Using the additive having the strength to generate the electric field shown in Table 2, the difference in the abundance was examined. In addition, the intensity | strength which produces the electric field of Mg2 ⁺ is 3.85. For comparison, the same baking was performed without adding the added amount. In this case, 50% by mass of MgTiO _{3 and} 50% by mass of CaO glass were mixed and baked at 850 ° C. for 10 minutes. The results are shown in Table 2.

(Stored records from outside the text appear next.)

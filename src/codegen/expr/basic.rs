//! 数値リテラルと変数参照のコード生成

use crate::ast::{NumberExpr, VariableExpr};
use crate::error::{CodegenError, KaleidoResult};
use inkwell::values::FloatValue;

use crate::codegen::code_generator::CodeGenerator;

impl<'ctx> CodeGenerator<'ctx> {
    /// 数値リテラルをコンパイル
    pub fn compile_number(&self, number: &NumberExpr) -> KaleidoResult<FloatValue<'ctx>> {
        Ok(self.const_f64(number.value))
    }

    /// 変数参照をコンパイル
    ///
    /// 変数はスタックスロットに置かれているため、参照はロードになる。
    pub fn compile_variable(&mut self, variable: &VariableExpr) -> KaleidoResult<FloatValue<'ctx>> {
        let slot =
            self.named_values
                .get(&variable.name)
                .ok_or_else(|| CodegenError::UnknownVariable {
                    name: variable.name.clone(),
                    span: variable.span,
                })?;

        let value = self
            .builder
            .build_load(slot, &variable.name)?;
        Ok(value.into_float_value())
    }
}
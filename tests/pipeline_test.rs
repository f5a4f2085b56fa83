//! コンパイルパイプラインの統合テスト
//!
//! ソース文字列・ファイルからJIT実行までの一連の流れと、
//! エラーの蓄積・REPL的な状態の引き継ぎを検証する。

use inkwell::context::Context;
use kaleido::compiler::CompilationPipeline;
use std::fs;
use tempfile::NamedTempFile;

#[test]
fn test_evaluate_source_string() {
    let context = Context::create();
    let mut pipeline = CompilationPipeline::new(&context, false).expect("pipeline should start");
    let results = pipeline.evaluate("test", "def f(x) x * 2; f(21);");
    assert_eq!(results, vec![42.0]);
    assert!(!pipeline.state().has_errors());
}

#[test]
fn test_evaluate_file() {
    let file = NamedTempFile::new().expect("temp file");
    fs::write(file.path(), "def f(x) x * 2; f(21);").expect("write source");

    let context = Context::create();
    let mut pipeline = CompilationPipeline::new(&context, false).expect("pipeline should start");
    let results = pipeline.evaluate_file(file.path()).expect("evaluation should run");
    assert_eq!(results, vec![42.0]);
}

#[test]
fn test_missing_file_is_an_io_error() {
    let context = Context::create();
    let mut pipeline = CompilationPipeline::new(&context, false).expect("pipeline should start");
    assert!(pipeline.evaluate_file("/no/such/file.k").is_err());
}

#[test]
fn test_lexer_error_is_collected() {
    let context = Context::create();
    let mut pipeline = CompilationPipeline::new(&context, false).expect("pipeline should start");
    let results = pipeline.evaluate("test", "def f(x) x @@@ [1];");
    assert!(results.is_empty());
    assert!(pipeline.state().has_errors());
}

#[test]
fn test_parse_error_is_collected() {
    let context = Context::create();
    let mut pipeline = CompilationPipeline::new(&context, false).expect("pipeline should start");
    let results = pipeline.evaluate("test", "def f(");
    assert!(results.is_empty());
    assert!(pipeline.state().has_errors());
    assert_eq!(pipeline.state().error_count(), 1);
}

#[test]
fn test_clear_errors_resets_state() {
    let context = Context::create();
    let mut pipeline = CompilationPipeline::new(&context, false).expect("pipeline should start");
    pipeline.evaluate("line1", "def f(");
    assert!(pipeline.state().has_errors());
    pipeline.clear_errors();
    assert!(!pipeline.state().has_errors());
}

#[test]
fn test_operator_table_persists_across_inputs() {
    // 前の入力で定義した演算子を後続の入力で使える
    let context = Context::create();
    let mut pipeline = CompilationPipeline::new(&context, false).expect("pipeline should start");
    assert_eq!(pipeline.evaluate("line1", "def binary: 1 (a b) b;"), vec![]);
    assert_eq!(pipeline.evaluate("line2", "1 : 2 : 3;"), vec![3.0]);
    assert!(!pipeline.state().has_errors());
}

#[test]
fn test_jit_state_persists_across_inputs() {
    // 前の入力で定義した関数を後続の入力から呼び出せる
    let context = Context::create();
    let mut pipeline = CompilationPipeline::new(&context, false).expect("pipeline should start");
    pipeline.evaluate("line1", "def twice(x) x + x;");
    assert_eq!(pipeline.evaluate("line2", "twice(5);"), vec![10.0]);
}

#[test]
fn test_emit_assembly_through_pipeline() {
    let context = Context::create();
    let mut pipeline = CompilationPipeline::new(&context, false).expect("pipeline should start");
    let ir = pipeline
        .emit_assembly("test", "def f(x) x + 1;", false)
        .expect("emission should succeed");
    assert!(ir.contains("define double @f"));
}

#[test]
fn test_parse_source_returns_items() {
    let context = Context::create();
    let mut pipeline = CompilationPipeline::new(&context, false).expect("pipeline should start");
    let items = pipeline
        .parse_source("test", "def f(x) x; extern sin(x); 1;")
        .expect("parsing should succeed");
    assert_eq!(items.len(), 3);
}
//! JIT実行によるエンドツーエンドの評価テスト

use super::*;

#[test]
fn test_number_roundtrip() {
    // 数値リテラルはそのままの値で返る
    assert_eq!(
        evaluate_source("def main() 2.5; main();"),
        vec![2.5]
    );
}

#[test]
fn test_square_plus_one() {
    assert_eq!(evaluate_source("def f(x) x*x + 1; f(3);"), vec![10.0]);
}

#[test]
fn test_arithmetic_operators() {
    assert_eq!(
        evaluate_source("1 + 2; 7 - 4; 6 * 7; 9 / 2;"),
        vec![3.0, 3.0, 42.0, 4.5]
    );
}

#[test]
fn test_comparison_yields_zero_or_one() {
    assert_eq!(evaluate_source("1 < 2; 2 < 1;"), vec![1.0, 0.0]);
}

#[test]
fn test_division_by_zero_follows_ieee754() {
    let results = evaluate_source("1 / 0; 0 / 0;");
    assert_eq!(results.len(), 2);
    assert!(results[0].is_infinite());
    assert!(results[1].is_nan());
}

#[test]
fn test_fibonacci() {
    let source = "def fib(n) if n < 2 then n else fib(n-1) + fib(n-2); fib(10);";
    assert_eq!(evaluate_source(source), vec![55.0]);
}

#[test]
fn test_extern_sin() {
    // ホスト（libm）のsinがJITから呼び出せる
    assert_eq!(evaluate_source("extern sin(x); sin(0);"), vec![0.0]);
}

#[test]
fn test_loop_sum_with_sequencing_operator() {
    let source = r#"
    def binary: 1 (a b) b;
    def sum(n) var s = 0 in (for i = 1, i < n+1, 1 in s = s + i) : s;
    sum(10);
    "#;
    assert_eq!(evaluate_source(source), vec![55.0]);
}

#[test]
fn test_user_defined_binary_operator() {
    let source = r#"
    def binary| 5 (a b) if a then 1 else if b then 1 else 0;
    1|0;
    0|0;
    "#;
    assert_eq!(evaluate_source(source), vec![1.0, 0.0]);
}

#[test]
fn test_user_defined_unary_operator() {
    let source = r#"
    def unary! (v) if v then 0 else 1;
    !0;
    !1;
    "#;
    assert_eq!(evaluate_source(source), vec![1.0, 0.0]);
}

#[test]
fn test_cross_module_function_calls() {
    // gはhより前のモジュールでJITへ渡っているが、再宣言により呼び出せる
    let source = "def g(x) x+1; def h(x) g(x)*2; h(4);";
    assert_eq!(evaluate_source(source), vec![10.0]);
}

#[test]
fn test_function_redefinition_across_modules() {
    let source = "def f(x) x; f(1); def f(x) x * 10; f(1);";
    assert_eq!(evaluate_source(source), vec![1.0, 10.0]);
}

#[test]
fn test_assignment_returns_stored_value() {
    // 代入式の値は格納した値になり、以降の読み出しも新しい値を見る
    assert_eq!(
        evaluate_source("def t() var x = 1 in (x = 7) + x; t();"),
        vec![14.0]
    );
}

#[test]
fn test_var_shadowing_restores_outer_binding() {
    assert_eq!(
        evaluate_source("def s() var x = 1 in (var x = 2 in x) + x; s();"),
        vec![3.0]
    );
}

#[test]
fn test_var_initializer_sees_earlier_bindings() {
    assert_eq!(
        evaluate_source("def t() var a = 2, b = a * 3 in b; t();"),
        vec![6.0]
    );
}

#[test]
fn test_var_without_initializer_defaults_to_zero() {
    assert_eq!(evaluate_source("def z() var x in x; z();"), vec![0.0]);
}

#[test]
fn test_for_loop_restores_induction_variable() {
    // ループ変数は引数のiをシャドーし、ループの後で元の束縛へ戻る
    assert_eq!(
        evaluate_source("def r(i) (for i = 0, i < 3, 1 in i) + i; r(9);"),
        vec![9.0]
    );
}

#[test]
fn test_for_expression_value_is_zero() {
    assert_eq!(
        evaluate_source("def l() for i = 0, i < 3 in i; l();"),
        vec![0.0]
    );
}

#[test]
fn test_for_end_condition_sees_updated_variable() {
    // ステップ加算は終了条件の評価より前に行われる
    let source = r#"
    def binary: 1 (a b) b;
    def c() var n = 0 in (for i = 0, i < 2 in n = n + 1) : n;
    c();
    "#;
    assert_eq!(evaluate_source(source), vec![2.0]);
}

#[test]
fn test_sequence_preserves_order() {
    assert_eq!(evaluate_source("1; 2; 3;"), vec![1.0, 2.0, 3.0]);
}

#[test]
fn test_empty_argument_list() {
    assert_eq!(evaluate_source("def zero() 42; zero();"), vec![42.0]);
}

#[test]
fn test_definitions_and_externs_contribute_no_results() {
    assert_eq!(evaluate_source("def f(x) x; extern sin(x);"), vec![]);
}

#[test]
fn test_unknown_variable_skips_expression() {
    assert_eq!(evaluate_source("nope;"), vec![]);
}

#[test]
fn test_unknown_function_skips_expression() {
    assert_eq!(evaluate_source("nope(1);"), vec![]);
}

#[test]
fn test_arity_mismatch_skips_expression() {
    // アリティ検査は引数のIR出力より前に行われ、式全体が失敗する
    assert_eq!(evaluate_source("def one(x) x; one(1, 2);"), vec![]);
}

#[test]
fn test_if_without_else_is_a_compile_error() {
    assert_eq!(evaluate_source("def b(x) if x then 1;"), vec![]);
}

#[test]
fn test_assignment_to_non_variable_is_a_compile_error() {
    assert_eq!(evaluate_source("def a(x) (x + 1) = 2;"), vec![]);
}

#[test]
fn test_failed_definition_does_not_stop_later_nodes() {
    // 失敗した定義は報告されるだけで、後続の項目は処理される
    let source = "def bad(x) if x then 1; def good(x) x + 1; good(1);";
    assert_eq!(evaluate_source(source), vec![2.0]);
}

#[test]
fn test_call_to_failed_definition_is_a_compile_error() {
    // コンパイルに失敗した関数は未定義として扱われる
    assert_eq!(evaluate_source("def b(x) if x then 1; b(1);"), vec![]);
}

#[test]
fn test_nested_control_flow() {
    let source = r#"
    def binary: 1 (a b) b;
    def count(n)
      var total = 0 in
      (for i = 0, i < n in
        if i < 3 then total = total + 1 else total = total + 10) : total;
    count(5);
    "#;
    // i = 0..4 のうち3回は+1、2回は+10
    assert_eq!(evaluate_source(source), vec![23.0]);
}
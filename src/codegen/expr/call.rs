//! 関数呼び出しのコード生成

use crate::ast::CallExpr;
use crate::error::{CodegenError, KaleidoResult};
use inkwell::values::{BasicMetadataValueEnum, FloatValue};

use crate::codegen::code_generator::CodeGenerator;

impl<'ctx> CodeGenerator<'ctx> {
    /// 関数呼び出し式をコンパイル
    pub fn compile_call_expr(&mut self, call: &CallExpr) -> KaleidoResult<FloatValue<'ctx>> {
        let callee = self
            .get_function(&call.callee)
            .ok_or_else(|| CodegenError::UnknownFunction {
                name: call.callee.clone(),
                span: call.span,
            })?;

        // 引数のIRを出力する前にアリティを検査する
        let expected = callee.count_params() as usize;
        if expected != call.args.len() {
            return Err(CodegenError::ArityMismatch {
                name: call.callee.clone(),
                expected,
                found: call.args.len(),
                span: call.span,
            }
            .into());
        }

        let mut args: Vec<BasicMetadataValueEnum> = Vec::with_capacity(call.args.len());
        for arg in &call.args {
            args.push(self.compile_expr(arg)?.into());
        }

        let call_site = self.builder.build_call(callee, &args, "calltmp")?;
        self.call_result_to_float(call_site)
    }
}
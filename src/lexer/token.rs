//! トークン定義

use logos::Logos;
use std::fmt;

/// Kaleido言語のトークン型
#[derive(Logos, Debug, PartialEq, Clone)]
#[logos(skip r"[ \t\r\n\f]+")] // 空白文字をスキップ
#[logos(skip r"#[^\n]*")] // 行コメントをスキップ
pub enum Token {
    // キーワード
    #[token("def")]
    Def,
    #[token("extern")]
    Extern,
    #[token("if")]
    If,
    #[token("then")]
    Then,
    #[token("else")]
    Else,
    #[token("for")]
    For,
    #[token("in")]
    In,
    #[token("var")]
    Var,
    #[token("binary")]
    Binary,
    #[token("unary")]
    Unary,

    // 識別子（キーワードの後に来る必要がある）
    #[regex(r"[a-zA-Z_][a-zA-Z0-9_]*", |lex| lex.slice().to_owned())]
    Identifier(String),

    // 数値リテラル（すべてf64）
    #[regex(r"[0-9]+(\.[0-9]*)?|\.[0-9]+", |lex| lex.slice().parse::<f64>().ok())]
    Number(f64),

    // 区切り記号
    #[token("(")]
    LParen,
    #[token(")")]
    RParen,
    #[token(",")]
    Comma,
    #[token(";")]
    Semicolon,

    // 演算子文字（ユーザー定義演算子も同じトークンになる）
    #[regex(r"[+\-*/<>=!|&:%^~?@$.]", |lex| lex.slice().chars().next())]
    Op(char),
}

impl fmt::Display for Token {
    fn fmt(&self, f: &mut fmt::Formatter<'_>) -> fmt::Result {
        match self {
            Token::Def => write!(f, "def"),
            Token::Extern => write!(f, "extern"),
            Token::If => write!(f, "if"),
            Token::Then => write!(f, "then"),
            Token::Else => write!(f, "else"),
            Token::For => write!(f, "for"),
            Token::In => write!(f, "in"),
            Token::Var => write!(f, "var"),
            Token::Binary => write!(f, "binary"),
            Token::Unary => write!(f, "unary"),
            Token::Identifier(name) => write!(f, "{}", name),
            Token::Number(value) => write!(f, "{}", value),
            Token::LParen => write!(f, "("),
            Token::RParen => write!(f, ")"),
            Token::Comma => write!(f, ","),
            Token::Semicolon => write!(f, ";"),
            Token::Op(op) => write!(f, "{}", op),
        }
    }
}
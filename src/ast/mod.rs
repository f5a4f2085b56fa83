//! Abstract Syntax Tree (AST) definitions for the Kaleido language.

use serde::{Deserialize, Serialize};

/// Name given by the parser to a wrapped top-level expression.
pub const ANONYMOUS_FUNCTION_NAME: &str = "__anon_expr";

/// Span information for source location tracking
#[derive(Debug, Clone, Copy, PartialEq, Eq, Serialize, Deserialize)]
pub struct Span {
    pub start: usize,
    pub end: usize,
}

impl Span {
    pub fn new(start: usize, end: usize) -> Self {
        Self { start, end }
    }

    pub fn dummy() -> Self {
        Self { start: 0, end: 0 }
    }

    /// Smallest span covering both operands
    pub fn merge(self, other: Span) -> Span {
        Span::new(self.start.min(other.start), self.end.max(other.end))
    }
}

impl From<std::ops::Range<usize>> for Span {
    fn from(range: std::ops::Range<usize>) -> Self {
        Self {
            start: range.start,
            end: range.end,
        }
    }
}

/// Top-level items produced by the parser
#[derive(Debug, Clone, PartialEq, Serialize, Deserialize)]
pub enum Item {
    /// Function definition, including wrapped top-level expressions
    Function(Function),
    /// Extern declaration (a bare prototype)
    Extern(Prototype),
}

/// Expression node
#[derive(Debug, Clone, PartialEq, Serialize, Deserialize)]
pub enum Expr {
    Number(NumberExpr),
    Variable(VariableExpr),
    Unary(UnaryExpr),
    Binary(BinaryExpr),
    Var(VarExpr),
    Call(CallExpr),
    If(IfExpr),
    For(ForExpr),
}

impl Expr {
    pub fn span(&self) -> Span {
        match self {
            Expr::Number(e) => e.span,
            Expr::Variable(e) => e.span,
            Expr::Unary(e) => e.span,
            Expr::Binary(e) => e.span,
            Expr::Var(e) => e.span,
            Expr::Call(e) => e.span,
            Expr::If(e) => e.span,
            Expr::For(e) => e.span,
        }
    }
}

/// Numeric literal
#[derive(Debug, Clone, PartialEq, Serialize, Deserialize)]
pub struct NumberExpr {
    pub value: f64,
    pub span: Span,
}

/// Variable reference
#[derive(Debug, Clone, PartialEq, Serialize, Deserialize)]
pub struct VariableExpr {
    pub name: String,
    pub span: Span,
}

/// Application of a user-defined unary operator
#[derive(Debug, Clone, PartialEq, Serialize, Deserialize)]
pub struct UnaryExpr {
    pub opcode: char,
    pub operand: Box<Expr>,
    pub span: Span,
}

/// Binary expression; `=` is assignment, everything else is an operator
#[derive(Debug, Clone, PartialEq, Serialize, Deserialize)]
pub struct BinaryExpr {
    pub op: char,
    pub left: Box<Expr>,
    pub right: Box<Expr>,
    pub span: Span,
}

/// `var a = 1, b in body` — mutable bindings scoped to the body
#[derive(Debug, Clone, PartialEq, Serialize, Deserialize)]
pub struct VarExpr {
    /// Bindings in declaration order; a missing initializer defaults to 0.0
    pub bindings: Vec<(String, Option<Expr>)>,
    pub body: Box<Expr>,
    pub span: Span,
}

/// Function call
#[derive(Debug, Clone, PartialEq, Serialize, Deserialize)]
pub struct CallExpr {
    pub callee: String,
    pub args: Vec<Expr>,
    pub span: Span,
}

/// `if cond then a else b` expression
#[derive(Debug, Clone, PartialEq, Serialize, Deserialize)]
pub struct IfExpr {
    pub cond: Box<Expr>,
    pub then_expr: Box<Expr>,
    pub else_expr: Option<Box<Expr>>,
    pub span: Span,
}

/// `for i = start, end, step in body` loop expression
#[derive(Debug, Clone, PartialEq, Serialize, Deserialize)]
pub struct ForExpr {
    pub var_name: String,
    pub start: Box<Expr>,
    pub end: Box<Expr>,
    pub step: Box<Expr>,
    pub body: Box<Expr>,
    pub span: Span,
}

/// Function signature; operators carry their parsed precedence
#[derive(Debug, Clone, PartialEq, Serialize, Deserialize)]
pub struct Prototype {
    pub name: String,
    pub params: Vec<String>,
    pub is_operator: bool,
    pub precedence: i32,
    pub span: Span,
}

impl Prototype {
    /// True for the zero-argument wrapper the parser builds around a
    /// free-standing top-level expression.
    pub fn is_anonymous(&self) -> bool {
        self.name == ANONYMOUS_FUNCTION_NAME
    }
}

/// Function definition: a prototype plus a body expression
#[derive(Debug, Clone, PartialEq, Serialize, Deserialize)]
pub struct Function {
    pub proto: Prototype,
    pub body: Expr,
    pub span: Span,
}
//! Process-wide logging bootstrap.
//!
//! # Responsibility
//! - Start size-rotated file logging once per process.
//! - Capture panics as sanitized log events.
//!
//! # Invariants
//! - Initialization never panics.
//! - Repeating init with the same level and directory is a no-op.
//! - Switching level or directory after init is rejected.
//! - Log lines carry metadata only (`event=... module=... status=...`);
//!   quote text never reaches the log.

use flexi_logger::{Cleanup, Criterion, FileSpec, Logger, LoggerHandle, Naming, WriteMode};
use log::{error, info};
use once_cell::sync::OnceCell;
use std::path::{Path, PathBuf};

const LOG_FILE_BASENAME: &str = "quotebook";
const MAX_LOG_FILE_SIZE_BYTES: u64 = 10 * 1024 * 1024;
const MAX_LOG_FILES: usize = 5;
const MAX_PANIC_PAYLOAD_CHARS: usize = 160;

static LOGGING_STATE: OnceCell<LoggingState> = OnceCell::new();
static PANIC_HOOK_INSTALLED: OnceCell<()> = OnceCell::new();

struct LoggingState {
    level: &'static str,
    log_dir: PathBuf,
    _logger: LoggerHandle,
}

/// Starts file logging at `level` under the absolute directory `log_dir`.
///
/// # Errors
/// - Unsupported `level`, or empty/relative `log_dir`.
/// - Directory creation or logger backend failure.
/// - Logging already active with a different level or directory.
pub fn init_logging(level: &str, log_dir: impl AsRef<Path>) -> Result<(), String> {
    let level = normalize_level(level)?;
    let log_dir = normalize_log_dir(log_dir.as_ref())?;

    if let Some(state) = LOGGING_STATE.get() {
        return ensure_same_config(state, level, &log_dir);
    }

    let state = LOGGING_STATE.get_or_try_init(|| start_logger(level, &log_dir))?;
    ensure_same_config(state, level, &log_dir)
}

/// Returns `(level, log_dir)` once logging is active.
pub fn logging_status() -> Option<(&'static str, PathBuf)> {
    LOGGING_STATE
        .get()
        .map(|state| (state.level, state.log_dir.clone()))
}

/// `debug` for debug builds, `info` for release builds.
pub fn default_log_level() -> &'static str {
    if cfg!(debug_assertions) {
        "debug"
    } else {
        "info"
    }
}

fn start_logger(level: &'static str, log_dir: &Path) -> Result<LoggingState, String> {
    std::fs::create_dir_all(log_dir).map_err(|err| {
        format!(
            "failed to create log directory `{}`: {err}",
            log_dir.display()
        )
    })?;

    let logger = Logger::try_with_str(level)
        .map_err(|err| format!("invalid log level `{level}`: {err}"))?
        .log_to_file(
            FileSpec::default()
                .directory(log_dir)
                .basename(LOG_FILE_BASENAME),
        )
        .rotate(
            Criterion::Size(MAX_LOG_FILE_SIZE_BYTES),
            Naming::Numbers,
            Cleanup::KeepLogFiles(MAX_LOG_FILES),
        )
        .write_mode(WriteMode::BufferAndFlush)
        .append()
        .format_for_files(flexi_logger::detailed_format)
        .start()
        .map_err(|err| format!("failed to start logger: {err}"))?;

    install_panic_hook_once();
    info!(
        "event=app_start module=logging status=ok platform={} version={} level={} log_dir={}",
        std::env::consts::OS,
        env!("CARGO_PKG_VERSION"),
        level,
        log_dir.display()
    );

    Ok(LoggingState {
        level,
        log_dir: log_dir.to_path_buf(),
        _logger: logger,
    })
}

fn ensure_same_config(state: &LoggingState, level: &str, log_dir: &Path) -> Result<(), String> {
    if state.log_dir != log_dir {
        return Err(format!(
            "logging already initialized at `{}`; refusing to switch to `{}`",
            state.log_dir.display(),
            log_dir.display()
        ));
    }
    if state.level != level {
        return Err(format!(
            "logging already initialized with level `{}`; refusing to switch to `{}`",
            state.level, level
        ));
    }
    Ok(())
}

fn normalize_level(level: &str) -> Result<&'static str, String> {
    match level.trim().to_ascii_lowercase().as_str() {
        "trace" => Ok("trace"),
        "debug" => Ok("debug"),
        "info" => Ok("info"),
        "warn" | "warning" => Ok("warn"),
        "error" => Ok("error"),
        other => Err(format!(
            "unsupported log level `{other}`; expected trace|debug|info|warn|error"
        )),
    }
}

fn normalize_log_dir(log_dir: &Path) -> Result<PathBuf, String> {
    if log_dir.as_os_str().is_empty() {
        return Err("log_dir cannot be empty".to_string());
    }
    if !log_dir.is_absolute() {
        return Err(format!(
            "log_dir must be an absolute path, got `{}`",
            log_dir.display()
        ));
    }
    Ok(log_dir.to_path_buf())
}

fn install_panic_hook_once() {
    if PANIC_HOOK_INSTALLED.set(()).is_err() {
        return;
    }

    let previous_hook = std::panic::take_hook();
    std::panic::set_hook(Box::new(move |panic_info| {
        let location = panic_info
            .location()
            .map(|loc| format!("{}:{}", loc.file(), loc.line()))
            .unwrap_or_else(|| "unknown".to_string());
        let payload = panic_payload_summary(panic_info);
        error!(
            "event=panic_captured module=logging status=error location={} payload={}",
            location, payload
        );
        previous_hook(panic_info);
    }));
}

fn panic_payload_summary(info: &std::panic::PanicHookInfo<'_>) -> String {
    let payload = if let Some(message) = info.payload().downcast_ref::<&str>() {
        (*message).to_string()
    } else if let Some(message) = info.payload().downcast_ref::<String>() {
        message.clone()
    } else {
        "non-string panic payload".to_string()
    };

    sanitize_message(&payload, MAX_PANIC_PAYLOAD_CHARS)
}

fn sanitize_message(value: &str, max_chars: usize) -> String {
    let normalized = value.replace(['\n', '\r'], " ");
    let mut truncated = normalized.chars().take(max_chars).collect::<String>();
    if normalized.chars().count() > max_chars {
        truncated.push_str("...");
    }
    truncated
}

As is apparent from Table 2, when a compound containing Tb ³⁺ or Ca ²⁺ having a lower strength than that of Mg ²⁺ is used, the decomposition of MgTiO ₃ is suppressed and remains after baking. I understand. In the case of using a compound containing Ni ^+, which has a higher strength for creating an electric field than Mg ²⁺ , MgTiO ₃ is decomposed and hardly remains after baking.

Claims (9)

When the perovskite type compound containing A site element and B site element and represented by ABO ₃ is heat-treated in a state of being in contact with glass,
A method for inhibiting decomposition of a perovskite type compound, comprising adding a decomposition inhibiting compound containing an element having an atomic value / (ion radius) ² smaller than the A-site element.   2. The method for inhibiting decomposition of a perovskite compound according to claim 1, wherein the decomposition inhibiting compound is an oxide or composite oxide of an element whose value is smaller than the A-site element.   3. The method for inhibiting decomposition of a perovskite compound according to claim 2, wherein the decomposition inhibiting compound is a perovskite compound having a B site element different from that of the perovskite compound.   The method for inhibiting decomposition of a perovskite compound according to any one of claims 1 to 3, wherein the decomposition inhibiting compound is added when heat-treating a mixture of the perovskite compound and glass.   5. The method for inhibiting decomposition of a perovskite compound according to claim 4, wherein the mixture is a thick film resistor paste.   6. The method for inhibiting the decomposition of a perovskite compound according to claim 5, wherein the perovskite compound is a conductive material for a thick film resistor. The method for inhibiting decomposition of a perovskite compound according to claim 6, wherein the perovskite compound is one or more selected from CaRuO ₃ , SrRuO ₃ and BaRuO ₃ .   6. The method for inhibiting decomposition of a perovskite compound according to claim 5, wherein the perovskite compound is an additive for thick film resistors.   9. The method of inhibiting decomposition of a perovskite compound according to claim 8, wherein the perovskite compound is an alkaline earth metal titanate compound.